Il problema è semplice: di tutte le prerogative e i connotati che oggi come oggi un amico degli ucraini deve avere,  lui non ne ha nemmeno una. Col tempo, magari, se ne farà. Ma adesso non può pensare di arrivare al confine con l’Ucraina e trovare la gente che balla sui tavoli in suo onore: questo succede al Papeete, ma lì tira tutta un’altra aria. E’ pensabile che avesse messo in conto i pesci in faccia. E’ quasi certo, non essendo propriamente un ingenuo. E allora nessuna sorpresa e nessuna offesa. Magari, data la situazione, sarebbe sempre salutare evitarsi commenti surreali del tipo “non sono l’unico politico ad avere incontrato Putin, in passato” (un conto è l’incontro, un altro è sottoscriverci accordi di partito e celebrare dicendo cedo due Mattarella per mezzo Putin, NDR).

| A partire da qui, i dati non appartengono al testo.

// /////////////////////////////////////////////////////////////////////////////
// Tick Archive
// SPDX-License-Identifier: BSD-3-Clause
// /////////////////////////////////////////////////////////////////////////////

//! # Bootstrap Logger
//!
//! Lightweight logging abstraction for the bootstrap phase.
//!
//! ## Design Rationale
//!
//! The bootstrap logger is a **simplified logging interface** specifically for
//! bootstrap-phase operations. It provides:
//!
//! - **Minimal API** - Only essential log levels
//! - **Trait-based** - Testable with no-op implementation
//! - **Integration-ready** - Can wrap tracing, env_logger, or custom loggers
//! - **Bootstrap-specific** - Separate from application logging
//!
//! ## Log Levels
//!
//! - **Error** - Fatal errors during bootstrap
//! - **Warn** - Non-fatal issues (missing optional config, etc.)
//! - **Info** - Normal bootstrap messages
//! - **Debug** - Detailed bootstrap information
//!
//! ## Usage
//!
//! ```rust
//! use tick_archive_bootstrap::logger::{BootstrapLogger, ConsoleLogger};
//!
//! let logger = ConsoleLogger::new();
//! logger.info("Starting application bootstrap");
//! logger.debug("Parsing command line arguments");
//! ```

#[cfg(test)]
use std::fmt;

/// Bootstrap logging abstraction
///
/// Provides a simple logging interface for bootstrap operations.
/// Implementations can use tracing, env_logger, or custom backends.
pub trait BootstrapLogger: Send + Sync {
    /// Log an error message
    ///
    /// Used for fatal errors during bootstrap that will cause termination.
    fn error(&self, message: &str);

    /// Log a warning message
    ///
    /// Used for non-fatal issues that may affect operation.
    fn warn(&self, message: &str);

    /// Log an info message
    ///
    /// Used for normal bootstrap progress messages.
    fn info(&self, message: &str);

    /// Log a debug message
    ///
    /// Used for detailed diagnostic information during bootstrap.
    fn debug(&self, message: &str);
}

/// Console logger implementation using tracing
///
/// Routes bootstrap logs through the tracing crate for consistent logging.
pub struct ConsoleLogger {
    prefix: String,
}

impl ConsoleLogger {
    /// Create a new console logger with default prefix
    pub fn new() -> Self {
        Self::with_prefix("bootstrap")
    }

    /// Create a new console logger with custom prefix
    pub fn with_prefix(prefix: impl Into<String>) -> Self {
        Self { prefix: prefix.into() }
    }
}

impl Default for ConsoleLogger {
    fn default() -> Self {
        Self::new()
    }
}

impl BootstrapLogger for ConsoleLogger {
    fn error(&self, message: &str) {
        tracing::error!(target: "bootstrap", "[{}] {}", self.prefix, message);
    }

    fn warn(&self, message: &str) {
        tracing::warn!(target: "bootstrap", "[{}] {}", self.prefix, message);
    }

    fn info(&self, message: &str) {
        tracing::info!(target: "bootstrap", "[{}] {}", self.prefix, message);
    }

    fn debug(&self, message: &str) {
        tracing::debug!(target: "bootstrap", "[{}] {}", self.prefix, message);
    }
}

/// No-op logger for testing
///
/// Discards all log messages. Useful for testing bootstrap logic
/// without generating log output.
pub struct NoOpLogger;

impl NoOpLogger {
    /// Create a new no-op logger
    pub fn new() -> Self {
        Self
    }
}

impl Default for NoOpLogger {
    fn default() -> Self {
        Self::new()
    }
}

impl BootstrapLogger for NoOpLogger {
    fn error(&self, _message: &str) {}
    fn warn(&self, _message: &str) {}
    fn info(&self, _message: &str) {}
    fn debug(&self, _message: &str) {}
}

/// Capturing logger for testing
///
/// Captures log messages in memory for assertion in tests.
#[cfg(test)]
pub struct CapturingLogger {
    messages: std::sync::Arc<std::sync::Mutex<Vec<LogMessage>>>,
}

#[cfg(test)]
#[derive(Debug, Clone)]
pub struct LogMessage {
    pub level: LogLevel,
    pub message: String,
}

#[cfg(test)]
#[derive(Debug, Clone, Copy, PartialEq, Eq)]
pub enum LogLevel {
    Error,
    Warn,
    Info,
    Debug,
}

#[cfg(test)]
impl CapturingLogger {
    pub fn new() -> Self {
        Self {
            messages: std::sync::Arc::new(std::sync::Mutex::new(Vec::new())),
        }
    }

    pub fn messages(&self) -> Vec<LogMessage> {
        self.messages.lock().unwrap().clone()
    }

    pub fn clear(&self) {
        self.messages.lock().unwrap().clear();
    }

    fn log(&self, level: LogLevel, message: &str) {
        self.messages.lock().unwrap().push(LogMessage {
            level,
            message: message.to_string(),
        });
    }
}

#[cfg(test)]
impl BootstrapLogger for CapturingLogger {
    fn error(&self, message: &str) {
        self.log(LogLevel::Error, message);
    }

    fn warn(&self, message: &str) {
        self.log(LogLevel::Warn, message);
    }

    fn info(&self, message: &str) {
        self.log(LogLevel::Info, message);
    }

    fn debug(&self, message: &str) {
        self.log(LogLevel::Debug, message);
    }
}

#[cfg(test)]
impl fmt::Display for LogLevel {
    fn fmt(&self, f: &mut fmt::Formatter<'_>) -> fmt::Result {
        match self {
            LogLevel::Error => write!(f, "ERROR"),
            LogLevel::Warn => write!(f, "WARN"),
            LogLevel::Info => write!(f, "INFO"),
            LogLevel::Debug => write!(f, "DEBUG"),
        }
    }
}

Il resto è già sulle foto che fanno il giro del mondo. Va come vanno queste cose, come vanno solitamente, come devono andare: il sindaco di Przemysl gli mostra una maglietta col volto di Putin, quella orgogliosamente indossata in passato da Matteo putiniano, e lo smonta in due parole: «Io non la ricevo, se vuole venga al confine a condannarlo».

Adesso è tutto un ridere e un darsi di gomito, qui in Italia. Se le va a cercare, diciamo noi. Anche se, anche se. Dopo tutto, a Salvini un merito va riconosciuto: non si è nascosto, non si è mimetizzato, non si è girato fischiettando. Ha cercato il confronto e ci ha messo la faccia, andando a sbattere sapendo di sbattere. Il che, in fin dei conti, non è così comune tra i nostri trasformisti d’alto bordo. Se trasformista è, lui almeno non lo nasconde e non pretende che siano gli altri a non aver capito. Si mette in viaggio di persona e va a prendersi i pomodori. Non è chiaramente pensabile che questo chiuda la questione, gli ucraini e i polacchi evidentemente hanno più memoria di noi, che tendiamo a dimenticare dopo un giro di orologio. Ma è decisamente un inizio.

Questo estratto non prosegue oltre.